//! Tool Table Store
//!
//! Reads and edits the controller's tool table file. Destructive edits
//! (remove, update) first copy the current file to `<file>.bak` and only
//! touch the live file once that copy is on disk.

use cnc_bridge_shared::tool_table::{format_line, parse_line};
use cnc_bridge_shared::{codes, ToolKey, ToolRecord};
use std::collections::HashSet;
use std::ffi::OsString;
use std::io;
use std::path::{Path, PathBuf};
use thiserror::Error;
use tokio::fs;
use tokio::io::AsyncWriteExt;
use tokio::sync::Mutex;
use tracing::{debug, info};

#[derive(Error, Debug)]
pub enum ToolTableError {
    #[error("No tool-number provided")]
    MissingToolNumber,

    #[error("Invalid tool-number: {0}")]
    InvalidToolNumber(String),

    #[error("Duplicate tool-number: {0}")]
    DuplicateToolNumber(i64),

    #[error("Invalid value for tool field '{0}'")]
    MalformedField(ToolKey),

    #[error("Invalid tool-data provided")]
    EmptyRecord,

    #[error("Failed to read tool table {path}: {source}")]
    Read {
        path: PathBuf,
        #[source]
        source: io::Error,
    },

    #[error("Failed to back up tool table to {path}: {source}")]
    Backup {
        path: PathBuf,
        #[source]
        source: io::Error,
    },

    #[error("Failed to write tool table {path}: {source}")]
    Write {
        path: PathBuf,
        #[source]
        source: io::Error,
    },
}

impl ToolTableError {
    /// Result code reported to clients
    pub fn code(&self) -> i32 {
        match self {
            ToolTableError::MissingToolNumber
            | ToolTableError::InvalidToolNumber(_)
            | ToolTableError::DuplicateToolNumber(_)
            | ToolTableError::MalformedField(_) => codes::INVALID_ARGS,
            ToolTableError::Read { .. } | ToolTableError::Backup { .. } => codes::NOT_FOUND,
            ToolTableError::EmptyRecord => codes::EMPTY_RECORD,
            ToolTableError::Write { .. } => codes::WRITE_FAILED,
        }
    }
}

/// Outcome of a successful `add`
#[derive(Debug, Clone, Copy, PartialEq, Eq)]
pub enum AddOutcome {
    Added,
    /// A record with the same tool number is already in the table; nothing was written
    AlreadyExists,
}

pub struct ToolTableStore {
    path: PathBuf,
    /// Held for the whole read-check-write of every edit
    edit: Mutex<()>,
}

impl ToolTableStore {
    pub fn new(path: impl Into<PathBuf>) -> Self {
        Self {
            path: path.into(),
            edit: Mutex::new(()),
        }
    }

    pub fn path(&self) -> &Path {
        &self.path
    }

    pub fn backup_path(&self) -> PathBuf {
        let mut name = OsString::from(self.path.as_os_str());
        name.push(".bak");
        PathBuf::from(name)
    }

    /// Parse every non-blank line of the table
    pub async fn read(&self) -> Result<Vec<ToolRecord>, ToolTableError> {
        let text = self.read_text().await?;
        Ok(text
            .lines()
            .filter(|line| !line.trim().is_empty())
            .map(parse_line)
            .collect())
    }

    /// Append a tool unless its tool number is already present
    pub async fn add(&self, record: &ToolRecord) -> Result<AddOutcome, ToolTableError> {
        let tool_number = validate(record)?;
        let _edit = self.edit.lock().await;

        let text = match self.read_text().await {
            Ok(text) => text,
            Err(ToolTableError::Read { source, .. }) if source.kind() == io::ErrorKind::NotFound => {
                String::new()
            }
            Err(e) => return Err(e),
        };

        if text
            .lines()
            .any(|line| parse_line(line).tool_number() == Some(tool_number))
        {
            info!("[TOOLS] Tool {} already in table, not adding", tool_number);
            return Ok(AddOutcome::AlreadyExists);
        }

        let line = format_line(record);
        if line.is_empty() {
            return Err(ToolTableError::EmptyRecord);
        }

        let mut entry = String::new();
        if !text.is_empty() && !text.ends_with('\n') {
            entry.push('\n');
        }
        entry.push_str(&line);
        entry.push('\n');

        debug!("[TOOLS] Appending '{}'", line);
        self.append(&entry).await?;
        Ok(AddOutcome::Added)
    }

    /// Drop every line whose tool number is listed. Any negative number in
    /// the list turns the call into a no-op (after the backup).
    pub async fn remove(&self, tool_numbers: &[i64]) -> Result<(), ToolTableError> {
        let _edit = self.edit.lock().await;
        let text = self.read_text().await?;
        self.backup(&text).await?;

        if tool_numbers.iter().any(|n| *n < 0) {
            debug!("[TOOLS] Skip marker in removal list, nothing removed");
            return Ok(());
        }

        let remove: HashSet<i64> = tool_numbers.iter().copied().collect();
        let kept: String = text
            .split_inclusive('\n')
            .filter(|line| match parse_line(line).tool_number() {
                Some(n) => !remove.contains(&n),
                None => true,
            })
            .collect();

        info!("[TOOLS] Removing tools {:?}", tool_numbers);
        self.write_all(&kept).await
    }

    /// Replace the whole table with `records`, in the given order
    pub async fn update(&self, records: &[ToolRecord]) -> Result<(), ToolTableError> {
        let mut seen = HashSet::new();
        for record in records {
            let tool_number = validate(record)?;
            if !seen.insert(tool_number) {
                return Err(ToolTableError::DuplicateToolNumber(tool_number));
            }
        }

        let _edit = self.edit.lock().await;
        let current = match self.read_text().await {
            Ok(text) => text,
            Err(ToolTableError::Read { source, .. }) if source.kind() == io::ErrorKind::NotFound => {
                String::new()
            }
            Err(e) => return Err(e),
        };
        self.backup(&current).await?;

        let mut text = String::new();
        for record in records {
            text.push_str(&format_line(record));
            text.push('\n');
        }

        info!("[TOOLS] Rewriting table with {} tools", records.len());
        self.write_all(&text).await
    }

    async fn read_text(&self) -> Result<String, ToolTableError> {
        fs::read_to_string(&self.path)
            .await
            .map_err(|source| ToolTableError::Read {
                path: self.path.clone(),
                source,
            })
    }

    async fn backup(&self, current: &str) -> Result<(), ToolTableError> {
        let path = self.backup_path();
        fs::write(&path, current)
            .await
            .map_err(|source| ToolTableError::Backup { path, source })
    }

    async fn write_all(&self, text: &str) -> Result<(), ToolTableError> {
        fs::write(&self.path, text)
            .await
            .map_err(|source| ToolTableError::Write {
                path: self.path.clone(),
                source,
            })
    }

    async fn append(&self, text: &str) -> Result<(), ToolTableError> {
        let write_err = |source| ToolTableError::Write {
            path: self.path.clone(),
            source,
        };

        let mut file = fs::OpenOptions::new()
            .create(true)
            .append(true)
            .open(&self.path)
            .await
            .map_err(write_err)?;
        file.write_all(text.as_bytes()).await.map_err(write_err)?;
        file.flush().await.map_err(write_err)
    }
}

/// Check a record can be written as exactly one line and return its tool number
fn validate(record: &ToolRecord) -> Result<i64, ToolTableError> {
    let raw = record.get(ToolKey::T).ok_or(ToolTableError::MissingToolNumber)?;
    let tool_number = record
        .tool_number()
        .ok_or_else(|| ToolTableError::InvalidToolNumber(raw.to_string()))?;

    match record.malformed_field() {
        Some(key) => Err(ToolTableError::MalformedField(key)),
        None => Ok(tool_number),
    }
}

#[cfg(test)]
mod tests {
    use super::*;
    use tempfile::TempDir;

    const TABLE: &str = "T1 P1 D3 ;flat 3mm\nT2 P2 Z-10.5 ;drill\n\nT7 P7 ;probe\n";

    fn store_with(contents: Option<&str>) -> (TempDir, ToolTableStore) {
        let dir = tempfile::tempdir().unwrap();
        let path = dir.path().join("tool.tbl");
        if let Some(text) = contents {
            std::fs::write(&path, text).unwrap();
        }
        (dir, ToolTableStore::new(path))
    }

    fn tool(t: &str) -> ToolRecord {
        ToolRecord::new().with(ToolKey::T, t)
    }

    #[tokio::test]
    async fn test_read_skips_blank_lines() {
        let (_dir, store) = store_with(Some(TABLE));
        let tools = store.read().await.unwrap();
        assert_eq!(tools.len(), 3);
        assert_eq!(tools[1].get(ToolKey::Z), Some("-10.5"));
        assert_eq!(tools[2].comment(), Some("probe"));
    }

    #[tokio::test]
    async fn test_read_missing_file() {
        let (_dir, store) = store_with(None);
        let err = store.read().await.unwrap_err();
        assert_eq!(err.code(), -1);
    }

    #[tokio::test]
    async fn test_add_then_read_back() {
        let (_dir, store) = store_with(Some(""));
        let record = tool("5")
            .with(ToolKey::P, "10")
            .with(ToolKey::Comment, "Note");

        assert_eq!(store.add(&record).await.unwrap(), AddOutcome::Added);

        let tools = store.read().await.unwrap();
        assert_eq!(tools.len(), 1);
        assert_eq!(tools[0].get(ToolKey::T), Some("5"));
        assert_eq!(tools[0].get(ToolKey::P), Some("10"));
        assert_eq!(tools[0].comment(), Some("note"));
    }

    #[tokio::test]
    async fn test_add_twice_leaves_file_unchanged() {
        let (_dir, store) = store_with(Some(TABLE));
        assert_eq!(store.add(&tool("5")).await.unwrap(), AddOutcome::Added);
        let after_first = std::fs::read(store.path()).unwrap();

        assert_eq!(store.add(&tool("5")).await.unwrap(), AddOutcome::AlreadyExists);
        assert_eq!(std::fs::read(store.path()).unwrap(), after_first);
    }

    #[tokio::test]
    async fn test_add_validates_tool_number() {
        let (_dir, store) = store_with(Some(TABLE));

        let err = store
            .add(&ToolRecord::new().with(ToolKey::P, "3"))
            .await
            .unwrap_err();
        assert!(matches!(err, ToolTableError::MissingToolNumber));
        assert_eq!(err.code(), -1);

        let err = store.add(&tool("abc")).await.unwrap_err();
        assert!(matches!(err, ToolTableError::InvalidToolNumber(_)));
        assert_eq!(err.code(), -1);

        assert_eq!(std::fs::read_to_string(store.path()).unwrap(), TABLE);
    }

    #[tokio::test]
    async fn test_add_creates_missing_file() {
        let (_dir, store) = store_with(None);
        store.add(&tool("3").with(ToolKey::D, "6")).await.unwrap();
        assert_eq!(std::fs::read_to_string(store.path()).unwrap(), "T3 D6 \n");
    }

    #[tokio::test]
    async fn test_add_after_unterminated_last_line() {
        let (_dir, store) = store_with(Some("T1 P1 ;end mill"));
        store.add(&tool("2")).await.unwrap();
        assert_eq!(
            std::fs::read_to_string(store.path()).unwrap(),
            "T1 P1 ;end mill\nT2 \n"
        );
    }

    #[tokio::test]
    async fn test_remove_backs_up_first() {
        let (_dir, store) = store_with(Some(TABLE));
        store.remove(&[2, 7]).await.unwrap();

        assert_eq!(std::fs::read_to_string(store.backup_path()).unwrap(), TABLE);
        assert_eq!(
            std::fs::read_to_string(store.path()).unwrap(),
            "T1 P1 D3 ;flat 3mm\n\n"
        );
    }

    #[tokio::test]
    async fn test_remove_with_skip_marker_is_noop() {
        let (_dir, store) = store_with(Some(TABLE));
        store.remove(&[1, -1]).await.unwrap();

        assert_eq!(std::fs::read_to_string(store.path()).unwrap(), TABLE);
        assert!(store.backup_path().exists());
    }

    #[tokio::test]
    async fn test_update_rewrites_table() {
        let (_dir, store) = store_with(Some(TABLE));
        let records = vec![
            tool("9").with(ToolKey::Comment, "chamfer"),
            tool("4").with(ToolKey::Z, "1.25"),
        ];
        store.update(&records).await.unwrap();

        assert_eq!(std::fs::read_to_string(store.backup_path()).unwrap(), TABLE);
        assert_eq!(
            std::fs::read_to_string(store.path()).unwrap(),
            "T9 ;chamfer\nT4 Z1.25 \n"
        );
    }

    #[tokio::test]
    async fn test_update_rejects_duplicates_before_backup() {
        let (_dir, store) = store_with(Some(TABLE));
        let err = store.update(&[tool("4"), tool("4")]).await.unwrap_err();

        assert!(matches!(err, ToolTableError::DuplicateToolNumber(4)));
        assert!(!store.backup_path().exists());
        assert_eq!(std::fs::read_to_string(store.path()).unwrap(), TABLE);
    }

    #[tokio::test]
    async fn test_backup_failure_leaves_table_untouched() {
        let (_dir, store) = store_with(Some(TABLE));
        // A directory where the backup file should go makes the backup write fail
        std::fs::create_dir(store.backup_path()).unwrap();

        let err = store.remove(&[1]).await.unwrap_err();
        assert!(matches!(err, ToolTableError::Backup { .. }));

        let err = store.update(&[tool("8")]).await.unwrap_err();
        assert!(matches!(err, ToolTableError::Backup { .. }));

        assert_eq!(std::fs::read_to_string(store.path()).unwrap(), TABLE);
    }

    #[tokio::test]
    async fn test_add_rejects_values_that_split_the_line() {
        let (_dir, store) = store_with(Some("T5 P1 \n"));

        let smuggled: ToolRecord =
            serde_json::from_value(serde_json::json!({"T": 6, ";": "x\nT5 P9 "})).unwrap();
        let err = store.add(&smuggled).await.unwrap_err();
        assert!(matches!(err, ToolTableError::MalformedField(ToolKey::Comment)));
        assert_eq!(err.code(), -1);

        let err = store
            .add(&tool("6").with(ToolKey::P, "1 T5"))
            .await
            .unwrap_err();
        assert!(matches!(err, ToolTableError::MalformedField(ToolKey::P)));

        assert_eq!(std::fs::read_to_string(store.path()).unwrap(), "T5 P1 \n");
    }

    #[tokio::test]
    async fn test_update_rejects_values_that_split_the_line() {
        let (_dir, store) = store_with(Some(TABLE));
        let records = vec![tool("4"), tool("6").with(ToolKey::Z, "1\nT4")];

        let err = store.update(&records).await.unwrap_err();
        assert!(matches!(err, ToolTableError::MalformedField(ToolKey::Z)));
        assert!(!store.backup_path().exists());
        assert_eq!(std::fs::read_to_string(store.path()).unwrap(), TABLE);
    }

    #[tokio::test]
    async fn test_padded_tool_number_rejected() {
        let (_dir, store) = store_with(Some(""));
        let err = store.add(&tool(" 5")).await.unwrap_err();
        assert!(matches!(err, ToolTableError::InvalidToolNumber(_)));
        assert_eq!(std::fs::read_to_string(store.path()).unwrap(), "");
    }

    #[tokio::test(flavor = "multi_thread", worker_threads = 4)]
    async fn test_concurrent_adds_keep_tool_numbers_unique() {
        let (_dir, store) = store_with(Some(""));
        let store = std::sync::Arc::new(store);

        for _ in 0..20 {
            let tasks: Vec<_> = (0..4)
                .map(|_| {
                    let store = store.clone();
                    tokio::spawn(async move { store.add(&tool("5")).await.unwrap() })
                })
                .collect();

            let mut added = 0;
            for task in tasks {
                if task.await.unwrap() == AddOutcome::Added {
                    added += 1;
                }
            }
            assert_eq!(added, 1);

            let tools = store.read().await.unwrap();
            assert_eq!(tools.len(), 1);
            store.remove(&[5]).await.unwrap();
        }
    }
}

━━━━━━━━━━

→ **Assigned task**
The line with "assert_eq!(added, 1);" through the last line of the entries above: output exactly those lines and nothing else.

→ **Exercise answer**
            assert_eq!(added, 1);

            let tools = store.read().await.unwrap();
            assert_eq!(tools.len(), 1);
            store.remove(&[5]).await.unwrap();
        }
    }
}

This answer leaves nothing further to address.